**ASSIGNMENT:**
Repeat everything in the listing below. Keep each line exact.

**INPUT:**
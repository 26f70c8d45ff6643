//! Core type definitions for gounit-ide.
//!
//! - [`config`] - Settings consumed per document and bridge defaults
//! - [`request`] - The resolved target of one generation
//!
//! # Re-exports
//!
//! ```
//! use gounit_ide::types::{GenerationRequest, GounitSettings};
//! ```

pub mod config;
pub mod request;

pub use config::{GounitSettings, SettingsError};
pub use request::GenerationRequest;
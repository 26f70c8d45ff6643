//! Host commands - zero-argument actions the editor binds to ids.

use crate::editor::Editor;
use crate::error::{GenError, GenResult};
use crate::generate::{GenerationOutcome, Orchestrator};
use crate::runner::ToolRunner;
use crate::toggle::ToggleOutcome;
use serde::{Deserialize, Serialize};
use std::fmt;
use std::str::FromStr;

/// A command the editor can invoke.
#[derive(Debug, Clone, Copy, PartialEq, Eq, Hash, Serialize, Deserialize)]
pub enum CommandId {
    /// `gounit.gen.file`
    #[serde(rename = "gounit.gen.file")]
    GenerateFile,
    /// `gounit.gen.function`
    #[serde(rename = "gounit.gen.function")]
    GenerateFunction,
    /// `gounit.toggle`
    #[serde(rename = "gounit.toggle")]
    ToggleTestFile,
}

impl CommandId {
    /// Every command, in registration order.
    pub const ALL: [CommandId; 3] = [
        CommandId::GenerateFile,
        CommandId::GenerateFunction,
        CommandId::ToggleTestFile,
    ];

    /// Returns the id the editor registers.
    #[must_use]
    pub fn as_str(&self) -> &'static str {
        match self {
            CommandId::GenerateFile => "gounit.gen.file",
            CommandId::GenerateFunction => "gounit.gen.function",
            CommandId::ToggleTestFile => "gounit.toggle",
        }
    }

    /// Returns the title shown in the command palette.
    #[must_use]
    pub fn title(&self) -> &'static str {
        match self {
            CommandId::GenerateFile => "GoUnit: Generate tests for file",
            CommandId::GenerateFunction => "GoUnit: Generate test for function",
            CommandId::ToggleTestFile => "GoUnit: Toggle test file",
        }
    }
}

impl fmt::Display for CommandId {
    fn fmt(&self, f: &mut fmt::Formatter<'_>) -> fmt::Result {
        f.write_str(self.as_str())
    }
}

impl FromStr for CommandId {
    type Err = GenError;

    fn from_str(s: &str) -> Result<Self, Self::Err> {
        CommandId::ALL
            .into_iter()
            .find(|command| command.as_str() == s)
            .ok_or_else(|| GenError::unknown_command(s))
    }
}

/// Result of a command that did not fail.
#[derive(Debug, Clone, PartialEq, Eq)]
pub enum CommandOutcome {
    /// A generation command finished.
    Generation(GenerationOutcome),
    /// The toggle command finished.
    Toggle(ToggleOutcome),
}

/// Runs `command` against `editor`.
///
/// # Errors
///
/// Propagates the orchestrator's error for failed generations and toggles.
pub async fn execute<R, E>(
    orchestrator: &Orchestrator<R>,
    editor: &mut E,
    command: CommandId,
) -> GenResult<CommandOutcome>
where
    R: ToolRunner,
    E: Editor + Send,
{
    tracing::debug!("Executing {}", command);
    match command {
        CommandId::GenerateFile => orchestrator
            .generate_current_file(editor)
            .await
            .map(CommandOutcome::Generation),
        CommandId::GenerateFunction => orchestrator
            .generate_current_function(editor)
            .await
            .map(CommandOutcome::Generation),
        CommandId::ToggleTestFile => orchestrator.toggle(editor).map(CommandOutcome::Toggle),
    }
}
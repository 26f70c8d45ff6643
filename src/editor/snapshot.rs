//! Editor backed by a state snapshot from the IDE bridge.
//!
//! The extension sends the state it has at command time. Actions requested
//! by the orchestrator are recorded in order and sent back for the extension
//! to perform.

use super::{ActiveDocument, Editor, ViewColumn, VisibleEditor};
use crate::types::{GounitSettings, SettingsError};
use anyhow::Result;
use serde::{Deserialize, Serialize};
use std::path::{Path, PathBuf};

/// Editor state captured by the extension.
#[derive(Debug, Clone, Default, PartialEq, Eq, Serialize, Deserialize)]
pub struct EditorSnapshot {
    /// Document in the active editor.
    #[serde(default)]
    pub active: Option<ActiveDocument>,
    /// Documents shown in visible panes.
    #[serde(default)]
    pub visible: Vec<VisibleEditor>,
    /// Settings resolved by the extension for the active document.
    ///
    /// When absent, settings are discovered from `gounit.toml` files.
    #[serde(default, skip_serializing_if = "Option::is_none")]
    pub settings: Option<GounitSettings>,
}

/// An action for the extension to perform.
#[derive(Debug, Clone, PartialEq, Eq, Serialize, Deserialize)]
#[serde(tag = "type", rename_all = "snake_case")]
pub enum EditorAction {
    /// Show an informational notification.
    ShowInformationMessage {
        /// Notification text
        message: String,
    },

    /// Open a file.
    Open {
        /// File to open
        path: PathBuf,
        /// Pane to reuse; a new pane when absent
        #[serde(skip_serializing_if = "Option::is_none")]
        column: Option<ViewColumn>,
    },
}

/// [`Editor`] that reads from a snapshot and records actions.
#[derive(Debug, Clone, Default)]
pub struct SnapshotEditor {
    snapshot: EditorSnapshot,
    actions: Vec<EditorAction>,
}

impl SnapshotEditor {
    /// Creates an editor over `snapshot` with no recorded actions.
    #[must_use]
    pub fn new(snapshot: EditorSnapshot) -> Self {
        Self {
            snapshot,
            actions: Vec::new(),
        }
    }

    /// Returns the actions recorded so far.
    #[must_use]
    pub fn actions(&self) -> &[EditorAction] {
        &self.actions
    }

    /// Consumes the editor, returning the recorded actions.
    #[must_use]
    pub fn into_actions(self) -> Vec<EditorAction> {
        self.actions
    }

    /// Returns the messages shown so far.
    #[must_use]
    pub fn messages(&self) -> Vec<&str> {
        self.actions
            .iter()
            .filter_map(|action| match action {
                EditorAction::ShowInformationMessage { message } => Some(message.as_str()),
                EditorAction::Open { .. } => None,
            })
            .collect()
    }
}

impl Editor for SnapshotEditor {
    fn active_document(&self) -> Option<ActiveDocument> {
        self.snapshot.active.clone()
    }

    fn visible_editors(&self) -> Vec<VisibleEditor> {
        self.snapshot.visible.clone()
    }

    fn open(&mut self, path: &Path, column: Option<ViewColumn>) -> Result<()> {
        self.actions.push(EditorAction::Open {
            path: path.to_path_buf(),
            column,
        });
        Ok(())
    }

    fn show_information_message(&mut self, message: &str) {
        self.actions.push(EditorAction::ShowInformationMessage {
            message: message.to_string(),
        });
    }

    fn settings_for(&self, document: &Path) -> Result<GounitSettings, SettingsError> {
        match &self.snapshot.settings {
            Some(settings) => Ok(settings.clone()),
            None => GounitSettings::discover(document),
        }
    }
}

**YOUR SOLUTION:**
repository 26f70c8d45ff6643
//! Core type definitions for gounit-ide.
//!
//! - [`config`] - Settings consumed per document and bridge defaults
//! - [`request`] - The resolved target of one generation
//!
//! # Re-exports
//!
//! ```
//! use gounit_ide::types::{GenerationRequest, GounitSettings};
//! ```

pub mod config;
pub mod request;

pub use config::{GounitSettings, SettingsError};
pub use request::GenerationRequest;
repository 26f70c8d45ff6643
//! Host commands - zero-argument actions the editor binds to ids.

use crate::editor::Editor;
use crate::error::{GenError, GenResult};
use crate::generate::{GenerationOutcome, Orchestrator};
use crate::runner::ToolRunner;
use crate::toggle::ToggleOutcome;
use serde::{Deserialize, Serialize};
use std::fmt;
use std::str::FromStr;

/// A command the editor can invoke.
#[derive(Debug, Clone, Copy, PartialEq, Eq, Hash, Serialize, Deserialize)]
pub enum CommandId {
    /// `gounit.gen.file`
    #[serde(rename = "gounit.gen.file")]
    GenerateFile,
    /// `gounit.gen.function`
    #[serde(rename = "gounit.gen.function")]
    GenerateFunction,
    /// `gounit.toggle`
    #[serde(rename = "gounit.toggle")]
    ToggleTestFile,
}

impl CommandId {
    /// Every command, in registration order.
    pub const ALL: [CommandId; 3] = [
        CommandId::GenerateFile,
        CommandId::GenerateFunction,
        CommandId::ToggleTestFile,
    ];

    /// Returns the id the editor registers.
    #[must_use]
    pub fn as_str(&self) -> &'static str {
        match self {
            CommandId::GenerateFile => "gounit.gen.file",
            CommandId::GenerateFunction => "gounit.gen.function",
            CommandId::ToggleTestFile => "gounit.toggle",
        }
    }

    /// Returns the title shown in the command palette.
    #[must_use]
    pub fn title(&self) -> &'static str {
        match self {
            CommandId::GenerateFile => "GoUnit: Generate tests for file",
            CommandId::GenerateFunction => "GoUnit: Generate test for function",
            CommandId::ToggleTestFile => "GoUnit: Toggle test file",
        }
    }
}

impl fmt::Display for CommandId {
    fn fmt(&self, f: &mut fmt::Formatter<'_>) -> fmt::Result {
        f.write_str(self.as_str())
    }
}

impl FromStr for CommandId {
    type Err = GenError;

    fn from_str(s: &str) -> Result<Self, Self::Err> {
        CommandId::ALL
            .into_iter()
            .find(|command| command.as_str() == s)
            .ok_or_else(|| GenError::unknown_command(s))
    }
}

/// Result of a command that did not fail.
#[derive(Debug, Clone, PartialEq, Eq)]
pub enum CommandOutcome {
    /// A generation command finished.
    Generation(GenerationOutcome),
    /// The toggle command finished.
    Toggle(ToggleOutcome),
}

/// Runs `command` against `editor`.
///
/// # Errors
///
/// Propagates the orchestrator's error for failed generations and toggles.
pub async fn execute<R, E>(
    orchestrator: &Orchestrator<R>,
    editor: &mut E,
    command: CommandId,
) -> GenResult<CommandOutcome>
where
    R: ToolRunner,
    E: Editor + Send,
{
    tracing::debug!("Executing {}", command);
    match command {
        CommandId::GenerateFile => orchestrator
            .generate_current_file(editor)
            .await
            .map(CommandOutcome::Generation),
        CommandId::GenerateFunction => orchestrator
            .generate_current_function(editor)
            .await
            .map(CommandOutcome::Generation),
        CommandId::ToggleTestFile => orchestrator.toggle(editor).map(CommandOutcome::Toggle),
    }
}
repository 26f70c8d45ff6643
filename src/editor/snapshot.rs
//! Editor backed by a state snapshot from the IDE bridge.
//!
//! The extension sends the state it has at command time. Actions requested
//! by the orchestrator are recorded in order and sent back for the extension
//! to perform.

use super::{ActiveDocument, Editor, ViewColumn, VisibleEditor};
use crate::types::{GounitSettings, SettingsError};
use anyhow::Result;
use serde::{Deserialize, Serialize};
use std::path::{Path, PathBuf};

/// Editor state captured by the extension.
#[derive(Debug, Clone, Default, PartialEq, Eq, Serialize, Deserialize)]
pub struct EditorSnapshot {
    /// Document in the active editor.
    #[serde(default)]
    pub active: Option<ActiveDocument>,
    /// Documents shown in visible panes.
    #[serde(default)]
    pub visible: Vec<VisibleEditor>,
    /// Settings resolved by the extension for the active document.
    ///
    /// When absent, settings are discovered from `gounit.toml` files.
    #[serde(default, skip_serializing_if = "Option::is_none")]
    pub settings: Option<GounitSettings>,
}

/// An action for the extension to perform.
#[derive(Debug, Clone, PartialEq, Eq, Serialize, Deserialize)]
#[serde(tag = "type", rename_all = "snake_case")]
pub enum EditorAction {
    /// Show an informational notification.
    ShowInformationMessage {
        /// Notification text
        message: String,
    },

    /// Open a file.
    Open {
        /// File to open
        path: PathBuf,
        /// Pane to reuse; a new pane when absent
        #[serde(skip_serializing_if = "Option::is_none")]
        column: Option<ViewColumn>,
    },
}

/// [`Editor`] that reads from a snapshot and records actions.
#[derive(Debug, Clone, Default)]
pub struct SnapshotEditor {
    snapshot: EditorSnapshot,
    actions: Vec<EditorAction>,
}

impl SnapshotEditor {
    /// Creates an editor over `snapshot` with no recorded actions.
    #[must_use]
    pub fn new(snapshot: EditorSnapshot) -> Self {
        Self {
            snapshot,
            actions: Vec::new(),
        }
    }

    /// Returns the actions recorded so far.
    #[must_use]
    pub fn actions(&self) -> &[EditorAction] {
        &self.actions
    }

    /// Consumes the editor, returning the recorded actions.
    #[must_use]
    pub fn into_actions(self) -> Vec<EditorAction> {
        self.actions
    }

    /// Returns the messages shown so far.
    #[must_use]
    pub fn messages(&self) -> Vec<&str> {
        self.actions
            .iter()
            .filter_map(|action| match action {
                EditorAction::ShowInformationMessage { message } => Some(message.as_str()),
                EditorAction::Open { .. } => None,
            })
            .collect()
    }
}

impl Editor for SnapshotEditor {
    fn active_document(&self) -> Option<ActiveDocument> {
        self.snapshot.active.clone()
    }

    fn visible_editors(&self) -> Vec<VisibleEditor> {
        self.snapshot.visible.clone()
    }

    fn open(&mut self, path: &Path, column: Option<ViewColumn>) -> Result<()> {
        self.actions.push(EditorAction::Open {
            path: path.to_path_buf(),
            column,
        });
        Ok(())
    }

    fn show_information_message(&mut self, message: &str) {
        self.actions.push(EditorAction::ShowInformationMessage {
            message: message.to_string(),
        });
    }

    fn settings_for(&self, document: &Path) -> Result<GounitSettings, SettingsError> {
        match &self.snapshot.settings {
            Some(settings) => Ok(settings.clone()),
            None => GounitSettings::discover(document),
        }
    }
}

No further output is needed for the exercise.